The High Court on Tuesday asked the authorities concerned to take necessary steps to remove expired medicines from pharmacy shelves across the country and destroy those within 30 days.
The HC bench of justice FRM Nazmul Ahasan and justice KM Kamrul Kader passed the order following a writ petition, reports UNB.
The court also asked the relevant authorities to take action against those involved in preserving and selling expired medicines and submit a progress report in this regard.
On 10 June, Manjur Mohammad Shahrier, director general of Directorate of National Consumer Rights Protection's (DNCRP), said 93 per cent pharmacies in the capital kept date-expired drugs. The report was published in different newspapers the following day.
Supreme Court lawyer Mahfuzur Rahman Milon, on behalf of Justice Watch Foundation, filed a writ petition with the High Court after attaching the reports published in national dailies on 17 June.
Lawyer ABM Altaf Hossain stood for the writ petitioner while deputy attorney general ABM Abdullah Al Mahmud Bashar represented the state.
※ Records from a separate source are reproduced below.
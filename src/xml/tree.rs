//! xml::tree
//!
//! Owned mutable XML tree.
//!
//! # Types
//!
//! - [`Document`] - A parsed file: optional XML declaration plus one root
//!   element
//! - [`Element`] - A named element with ordered attributes and children
//! - [`XmlNode`] - A child slot: element, text, or comment
//!
//! # Ownership
//!
//! Every node is owned by exactly one parent. Moving a record from one
//! document to another removes it from the first child list and pushes it
//! onto the second; the tree offers no way to alias a node into two places.

use std::path::{Path, PathBuf};

use crate::xml::error::XmlError;
use crate::xml::{parse, write};

/// A child of an element.
#[derive(Debug, Clone, PartialEq)]
pub enum XmlNode {
    Element(Element),
    Text(String),
    Comment(String),
}

/// A named element with ordered attributes and children.
///
/// Attribute order is preserved from the source document so that a
/// parse/serialize round trip does not reshuffle them.
#[derive(Debug, Clone, PartialEq)]
pub struct Element {
    name: String,
    attributes: Vec<(String, String)>,
    children: Vec<XmlNode>,
}

impl Element {
    /// Create an empty element.
    pub fn new(name: impl Into<String>) -> Self {
        Self {
            name: name.into(),
            attributes: Vec::new(),
            children: Vec::new(),
        }
    }

    /// The element's tag name.
    pub fn name(&self) -> &str {
        &self.name
    }

    /// Look up an attribute value by name.
    pub fn attribute(&self, name: &str) -> Option<&str> {
        self.attributes
            .iter()
            .find(|(k, _)| k == name)
            .map(|(_, v)| v.as_str())
    }

    /// Set an attribute, replacing any existing value for the same name.
    pub fn set_attribute(&mut self, name: impl Into<String>, value: impl Into<String>) {
        let name = name.into();
        let value = value.into();
        if let Some(slot) = self.attributes.iter_mut().find(|(k, _)| *k == name) {
            slot.1 = value;
        } else {
            self.attributes.push((name, value));
        }
    }

    /// All attributes in document order.
    pub fn attributes(&self) -> &[(String, String)] {
        &self.attributes
    }

    /// All child nodes in document order.
    pub fn children(&self) -> &[XmlNode] {
        &self.children
    }

    /// Child elements in document order, skipping text and comments.
    pub fn child_elements(&self) -> impl Iterator<Item = &Element> {
        self.children.iter().filter_map(|node| match node {
            XmlNode::Element(elem) => Some(elem),
            _ => None,
        })
    }

    /// Mutable variant of [`Element::child_elements`].
    pub fn child_elements_mut(&mut self) -> impl Iterator<Item = &mut Element> {
        self.children.iter_mut().filter_map(|node| match node {
            XmlNode::Element(elem) => Some(elem),
            _ => None,
        })
    }

    /// First child element with the given tag name.
    pub fn find_child(&self, tag: &str) -> Option<&Element> {
        self.child_elements().find(|elem| elem.name == tag)
    }

    /// Mutable variant of [`Element::find_child`].
    pub fn find_child_mut(&mut self, tag: &str) -> Option<&mut Element> {
        self.child_elements_mut().find(|elem| elem.name == tag)
    }

    /// First element with the given tag name in depth-first order,
    /// starting from (and including) this element.
    pub fn first_descendant(&self, tag: &str) -> Option<&Element> {
        if self.name == tag {
            return Some(self);
        }
        self.child_elements()
            .find_map(|child| child.first_descendant(tag))
    }

    /// Mutable variant of [`Element::first_descendant`].
    pub fn first_descendant_mut(&mut self, tag: &str) -> Option<&mut Element> {
        if self.name == tag {
            return Some(self);
        }
        self.child_elements_mut()
            .find_map(|child| child.first_descendant_mut(tag))
    }

    /// Concatenated text of the element's direct text children.
    pub fn text(&self) -> String {
        self.children
            .iter()
            .filter_map(|node| match node {
                XmlNode::Text(text) => Some(text.as_str()),
                _ => None,
            })
            .collect()
    }

    /// Replace the element's content with a single text node.
    pub fn set_text(&mut self, value: impl Into<String>) {
        self.children = vec![XmlNode::Text(value.into())];
    }

    /// Set the text of every direct child element with the given tag.
    ///
    /// Returns true if at least one child matched. A missing child is left
    /// missing; creation is the caller's decision.
    pub fn set_child_text(&mut self, tag: &str, value: &str) -> bool {
        let mut matched = false;
        for child in self.child_elements_mut() {
            if child.name == tag {
                child.set_text(value);
                matched = true;
            }
        }
        matched
    }

    /// Append a child element.
    pub fn push_element(&mut self, element: Element) {
        self.children.push(XmlNode::Element(element));
    }

    /// Append any child node.
    pub(crate) fn push_node(&mut self, node: XmlNode) {
        self.children.push(node);
    }

    /// Index into the child list of the first child element with the given
    /// tag name.
    pub fn position_of_child(&self, tag: &str) -> Option<usize> {
        self.children.iter().position(|node| match node {
            XmlNode::Element(elem) => elem.name == tag,
            _ => false,
        })
    }

    /// Insert a child element at the given index in the child list.
    pub fn insert_element(&mut self, index: usize, element: Element) {
        self.children.insert(index, XmlNode::Element(element));
    }

    /// Remove and return, in document order, every child element matching
    /// the predicate. Non-element children and non-matching elements keep
    /// their relative order.
    pub fn extract_child_elements<F>(&mut self, mut pred: F) -> Vec<Element>
    where
        F: FnMut(&Element) -> bool,
    {
        let mut kept = Vec::with_capacity(self.children.len());
        let mut taken = Vec::new();
        for node in std::mem::take(&mut self.children) {
            match node {
                XmlNode::Element(elem) if pred(&elem) => taken.push(elem),
                other => kept.push(other),
            }
        }
        self.children = kept;
        taken
    }
}

/// A parsed XML file.
#[derive(Debug, Clone, PartialEq)]
pub struct Document {
    has_decl: bool,
    root: Element,
}

impl Document {
    pub(crate) fn from_parts(has_decl: bool, root: Element) -> Self {
        Self { has_decl, root }
    }

    /// Read and parse a file.
    pub fn load(path: &Path) -> Result<Self, XmlError> {
        let text = std::fs::read_to_string(path).map_err(|source| XmlError::Read {
            path: path.to_path_buf(),
            source,
        })?;
        Self::parse_str(&text, path)
    }

    /// Parse document text. `origin` labels parse errors; pass the source
    /// path, or a placeholder for in-memory documents.
    pub fn parse_str(text: &str, origin: impl Into<PathBuf>) -> Result<Self, XmlError> {
        parse::parse_document(text).map_err(|message| XmlError::Parse {
            path: origin.into(),
            message,
        })
    }

    /// Whether the source document carried an XML declaration.
    pub fn has_decl(&self) -> bool {
        self.has_decl
    }

    /// The root element.
    pub fn root(&self) -> &Element {
        &self.root
    }

    /// Mutable access to the root element.
    pub fn root_mut(&mut self) -> &mut Element {
        &mut self.root
    }

    /// Render the document as indented XML text.
    pub fn serialize(&self) -> Result<String, XmlError> {
        write::serialize_document(self).map_err(XmlError::Serialize)
    }
}

#[cfg(test)]
mod tests {
    use super::*;

    fn sample() -> Element {
        let mut record = Element::new("record");
        record.set_attribute("product-id", "100-A");
        let mut allocation = Element::new("allocation");
        allocation.set_text("12");
        record.push_element(allocation);
        let mut ats = Element::new("ats");
        ats.set_text("12");
        record.push_element(ats);
        record
    }

    #[test]
    fn attribute_lookup_and_replace() {
        let mut record = sample();
        assert_eq!(record.attribute("product-id"), Some("100-A"));
        assert_eq!(record.attribute("missing"), None);

        record.set_attribute("product-id", "200-B");
        assert_eq!(record.attribute("product-id"), Some("200-B"));
        assert_eq!(record.attributes().len(), 1);
    }

    #[test]
    fn set_child_text_replaces_content() {
        let mut record = sample();
        assert!(record.set_child_text("allocation", "0"));
        let allocation = record.find_child("allocation").unwrap();
        assert_eq!(allocation.text(), "0");
        assert_eq!(allocation.children().len(), 1);
    }

    #[test]
    fn set_child_text_missing_child_is_noop() {
        let mut record = sample();
        assert!(!record.set_child_text("in-stock-date", "2024-12-25Z"));
        assert!(record.find_child("in-stock-date").is_none());
    }

    #[test]
    fn insert_element_before_named_child() {
        let mut record = sample();
        let idx = record.position_of_child("ats").unwrap();
        record.insert_element(idx, Element::new("in-stock-date"));

        let names: Vec<&str> = record.child_elements().map(Element::name).collect();
        assert_eq!(names, vec!["allocation", "in-stock-date", "ats"]);
    }

    #[test]
    fn extract_preserves_order_of_kept_and_taken() {
        let mut records = Element::new("records");
        for id in ["100-A", "200-A", "100-B"] {
            let mut record = Element::new("record");
            record.set_attribute("product-id", id);
            records.push_element(record);
        }

        let taken = records.extract_child_elements(|elem| {
            elem.attribute("product-id").is_some_and(|id| id.starts_with("100"))
        });

        let taken_ids: Vec<&str> = taken.iter().filter_map(|e| e.attribute("product-id")).collect();
        assert_eq!(taken_ids, vec!["100-A", "100-B"]);

        let kept_ids: Vec<&str> = records
            .child_elements()
            .filter_map(|e| e.attribute("product-id"))
            .collect();
        assert_eq!(kept_ids, vec!["200-A"]);
    }

    #[test]
    fn first_descendant_finds_nested_container() {
        let mut root = Element::new("inventory");
        let mut list = Element::new("inventory-list");
        list.push_element(Element::new("records"));
        root.push_element(list);

        assert!(root.first_descendant("records").is_some());
        assert!(root.first_descendant("absent").is_none());
    }
}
The HC also issued a rule asking the government to explain as to why the ineffectiveness of the defendant should not be declared illegal.
Secretaries to the home ministry, health and family welfare ministry, law ministry, commerce ministry, industries ministry, director general of Directorate General of Health Services (DGHS), director general of Directorate General of Drug Administration (DGDA) and director general of Directorate of National Consumer Rights Protection's (DNCRP), its deputy director, IGP, president of Bangladesh Association of Pharmaceutical Industries (BAPI) and its general secretary have been made respondents to the rule.
Milon, the SC lawyer, said the HC also asked the health secretary, Director General of DGHS, director general of DGDA, director general of DNCRP, to form separate probe bodies for identifying those involved in selling, preserving and supplying expired medicines and submit a progressive report to the court.
Besides, the court asked the DNCRP director general and its deputy general to submit a report about the comment of its deputy director Manjur Mohammad Shahrier, said Milon.
According to the report published in daily newspapers on 10 June, Manjur Mohammad Shahrier, director general of Directorate of National Consumer Rights Protection's (DNCRP), said 93 per cent pharmacies in Dhaka keep date-expired medicines.
He made the remarks while speaking at a programme at Khamarbari arranged by Bangladesh Supermarket Owners Association marking 'World Food Safety Day'.